Saved data entries

^^^^^^^^^^^^^^^^

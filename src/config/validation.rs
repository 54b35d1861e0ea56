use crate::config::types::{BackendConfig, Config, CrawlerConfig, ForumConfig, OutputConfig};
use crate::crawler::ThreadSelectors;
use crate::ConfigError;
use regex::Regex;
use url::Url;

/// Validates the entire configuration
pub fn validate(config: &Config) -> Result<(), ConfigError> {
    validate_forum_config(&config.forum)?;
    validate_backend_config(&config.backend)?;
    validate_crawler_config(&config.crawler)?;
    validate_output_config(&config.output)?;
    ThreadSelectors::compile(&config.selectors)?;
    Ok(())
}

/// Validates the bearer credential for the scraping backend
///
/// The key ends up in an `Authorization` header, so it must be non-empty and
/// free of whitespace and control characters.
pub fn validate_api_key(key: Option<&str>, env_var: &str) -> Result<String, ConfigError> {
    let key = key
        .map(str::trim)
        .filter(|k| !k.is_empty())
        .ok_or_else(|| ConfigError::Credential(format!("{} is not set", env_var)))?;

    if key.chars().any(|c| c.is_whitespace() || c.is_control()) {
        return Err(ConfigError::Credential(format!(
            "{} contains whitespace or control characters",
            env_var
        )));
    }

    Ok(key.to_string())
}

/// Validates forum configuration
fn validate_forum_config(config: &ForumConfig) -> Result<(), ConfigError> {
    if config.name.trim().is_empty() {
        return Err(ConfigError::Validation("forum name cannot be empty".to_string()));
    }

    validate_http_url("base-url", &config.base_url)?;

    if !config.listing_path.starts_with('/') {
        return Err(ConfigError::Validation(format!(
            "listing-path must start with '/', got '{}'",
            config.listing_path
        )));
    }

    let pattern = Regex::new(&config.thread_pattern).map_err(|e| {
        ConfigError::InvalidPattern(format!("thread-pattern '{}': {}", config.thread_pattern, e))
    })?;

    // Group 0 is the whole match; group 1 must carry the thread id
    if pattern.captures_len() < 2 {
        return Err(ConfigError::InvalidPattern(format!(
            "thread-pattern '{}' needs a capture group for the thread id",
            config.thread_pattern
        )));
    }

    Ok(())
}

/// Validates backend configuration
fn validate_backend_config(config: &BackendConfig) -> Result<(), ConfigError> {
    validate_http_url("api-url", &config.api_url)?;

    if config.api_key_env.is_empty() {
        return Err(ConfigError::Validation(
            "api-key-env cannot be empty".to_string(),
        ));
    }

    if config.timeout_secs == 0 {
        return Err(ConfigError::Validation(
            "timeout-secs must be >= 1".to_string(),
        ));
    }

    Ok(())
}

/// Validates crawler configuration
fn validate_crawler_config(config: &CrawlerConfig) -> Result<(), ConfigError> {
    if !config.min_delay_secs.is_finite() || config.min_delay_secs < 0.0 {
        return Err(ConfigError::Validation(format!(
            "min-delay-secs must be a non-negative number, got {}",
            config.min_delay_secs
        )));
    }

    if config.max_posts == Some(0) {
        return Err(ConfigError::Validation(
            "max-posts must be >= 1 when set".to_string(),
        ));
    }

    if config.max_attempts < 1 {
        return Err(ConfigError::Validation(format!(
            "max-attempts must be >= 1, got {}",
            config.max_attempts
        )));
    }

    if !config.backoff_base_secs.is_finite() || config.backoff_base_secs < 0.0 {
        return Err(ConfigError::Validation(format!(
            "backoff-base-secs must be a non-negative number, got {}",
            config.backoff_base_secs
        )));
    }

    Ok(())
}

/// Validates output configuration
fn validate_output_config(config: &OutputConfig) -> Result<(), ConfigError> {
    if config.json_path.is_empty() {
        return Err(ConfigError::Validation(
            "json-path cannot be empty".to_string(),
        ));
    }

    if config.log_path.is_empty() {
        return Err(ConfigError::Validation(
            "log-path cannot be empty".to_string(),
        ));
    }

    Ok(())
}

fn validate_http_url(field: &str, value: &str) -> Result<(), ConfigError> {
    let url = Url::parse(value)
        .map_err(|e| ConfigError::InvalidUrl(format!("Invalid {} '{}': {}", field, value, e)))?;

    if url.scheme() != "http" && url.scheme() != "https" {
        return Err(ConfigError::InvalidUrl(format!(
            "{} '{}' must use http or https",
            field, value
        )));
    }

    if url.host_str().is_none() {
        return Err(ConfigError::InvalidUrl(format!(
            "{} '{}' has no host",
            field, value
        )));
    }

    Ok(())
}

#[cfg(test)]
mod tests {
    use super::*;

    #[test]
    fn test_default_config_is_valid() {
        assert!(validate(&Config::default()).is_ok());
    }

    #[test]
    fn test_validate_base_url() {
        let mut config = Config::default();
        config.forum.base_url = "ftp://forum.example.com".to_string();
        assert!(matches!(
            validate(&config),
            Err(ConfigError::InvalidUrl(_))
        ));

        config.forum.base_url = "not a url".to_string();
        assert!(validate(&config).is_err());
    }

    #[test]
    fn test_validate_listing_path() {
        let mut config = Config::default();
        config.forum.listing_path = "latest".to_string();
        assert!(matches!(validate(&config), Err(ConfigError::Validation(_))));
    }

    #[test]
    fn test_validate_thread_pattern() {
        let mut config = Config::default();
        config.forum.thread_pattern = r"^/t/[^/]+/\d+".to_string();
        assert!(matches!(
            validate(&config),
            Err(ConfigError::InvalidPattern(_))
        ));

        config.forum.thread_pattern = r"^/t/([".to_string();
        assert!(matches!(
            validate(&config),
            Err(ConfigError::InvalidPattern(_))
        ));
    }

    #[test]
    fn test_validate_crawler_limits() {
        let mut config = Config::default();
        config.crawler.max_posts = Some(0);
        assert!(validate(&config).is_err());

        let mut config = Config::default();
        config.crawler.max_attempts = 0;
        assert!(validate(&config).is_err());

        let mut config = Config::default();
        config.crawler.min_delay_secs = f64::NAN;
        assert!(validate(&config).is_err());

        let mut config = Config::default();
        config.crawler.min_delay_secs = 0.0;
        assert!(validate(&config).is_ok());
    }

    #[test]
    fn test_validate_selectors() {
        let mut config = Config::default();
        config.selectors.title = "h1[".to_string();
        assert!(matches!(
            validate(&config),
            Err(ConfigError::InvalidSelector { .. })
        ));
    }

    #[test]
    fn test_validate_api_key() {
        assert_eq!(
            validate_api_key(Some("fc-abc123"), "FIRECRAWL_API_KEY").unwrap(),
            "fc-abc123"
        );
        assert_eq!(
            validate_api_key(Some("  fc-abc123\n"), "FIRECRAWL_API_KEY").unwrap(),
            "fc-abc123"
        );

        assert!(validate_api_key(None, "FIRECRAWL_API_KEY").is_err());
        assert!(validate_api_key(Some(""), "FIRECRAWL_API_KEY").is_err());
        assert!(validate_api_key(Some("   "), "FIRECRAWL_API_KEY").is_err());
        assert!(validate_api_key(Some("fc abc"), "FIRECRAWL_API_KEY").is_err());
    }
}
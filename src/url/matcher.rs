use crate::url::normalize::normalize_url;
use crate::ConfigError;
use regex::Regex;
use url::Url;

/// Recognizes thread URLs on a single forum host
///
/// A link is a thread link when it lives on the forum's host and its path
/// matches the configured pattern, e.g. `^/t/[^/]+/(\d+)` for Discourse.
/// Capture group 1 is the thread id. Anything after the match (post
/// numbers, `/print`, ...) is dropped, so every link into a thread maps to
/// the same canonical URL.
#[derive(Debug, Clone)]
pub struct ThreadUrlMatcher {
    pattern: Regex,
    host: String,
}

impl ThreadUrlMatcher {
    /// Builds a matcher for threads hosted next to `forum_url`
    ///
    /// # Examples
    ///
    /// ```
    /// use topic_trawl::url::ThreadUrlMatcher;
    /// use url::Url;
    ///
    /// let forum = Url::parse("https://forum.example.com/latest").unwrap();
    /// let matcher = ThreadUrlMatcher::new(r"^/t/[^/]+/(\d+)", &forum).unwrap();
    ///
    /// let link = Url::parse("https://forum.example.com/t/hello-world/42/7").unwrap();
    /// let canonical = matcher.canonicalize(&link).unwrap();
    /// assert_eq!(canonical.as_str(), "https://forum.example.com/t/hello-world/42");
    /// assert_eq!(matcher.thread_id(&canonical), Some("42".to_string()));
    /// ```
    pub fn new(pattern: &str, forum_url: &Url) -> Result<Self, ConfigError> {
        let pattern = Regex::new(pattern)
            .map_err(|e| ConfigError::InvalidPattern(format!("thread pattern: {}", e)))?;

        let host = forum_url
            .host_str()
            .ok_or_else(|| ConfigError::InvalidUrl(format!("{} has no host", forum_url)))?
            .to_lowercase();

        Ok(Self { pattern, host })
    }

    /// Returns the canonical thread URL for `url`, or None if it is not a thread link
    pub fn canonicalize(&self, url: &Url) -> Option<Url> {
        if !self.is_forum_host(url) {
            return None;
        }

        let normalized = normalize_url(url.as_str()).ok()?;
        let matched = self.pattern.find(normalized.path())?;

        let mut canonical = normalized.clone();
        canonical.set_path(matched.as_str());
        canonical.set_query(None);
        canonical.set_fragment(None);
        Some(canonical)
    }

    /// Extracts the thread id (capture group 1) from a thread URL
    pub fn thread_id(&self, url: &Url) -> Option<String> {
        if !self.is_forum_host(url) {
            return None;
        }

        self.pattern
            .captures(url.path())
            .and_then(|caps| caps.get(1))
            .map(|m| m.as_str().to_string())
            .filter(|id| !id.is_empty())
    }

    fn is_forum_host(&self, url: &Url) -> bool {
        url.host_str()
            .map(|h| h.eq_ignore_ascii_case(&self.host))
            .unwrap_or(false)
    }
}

^^^^^^^^^^^^^^^^

Using the records above, restate word for word the lines from the one with "let key = key" through the one with "let pattern = Regex::new(&config.thread_pattern).map_err(|e|", both included.

    let key = key
        .map(str::trim)
        .filter(|k| !k.is_empty())
        .ok_or_else(|| ConfigError::Credential(format!("{} is not set", env_var)))?;

    if key.chars().any(|c| c.is_whitespace() || c.is_control()) {
        return Err(ConfigError::Credential(format!(
            "{} contains whitespace or control characters",
            env_var
        )));
    }

    Ok(key.to_string())
}

/// Validates forum configuration
fn validate_forum_config(config: &ForumConfig) -> Result<(), ConfigError> {
    if config.name.trim().is_empty() {
        return Err(ConfigError::Validation("forum name cannot be empty".to_string()));
    }

    validate_http_url("base-url", &config.base_url)?;

    if !config.listing_path.starts_with('/') {
        return Err(ConfigError::Validation(format!(
            "listing-path must start with '/', got '{}'",
            config.listing_path
        )));
    }

    let pattern = Regex::new(&config.thread_pattern).map_err(|e| {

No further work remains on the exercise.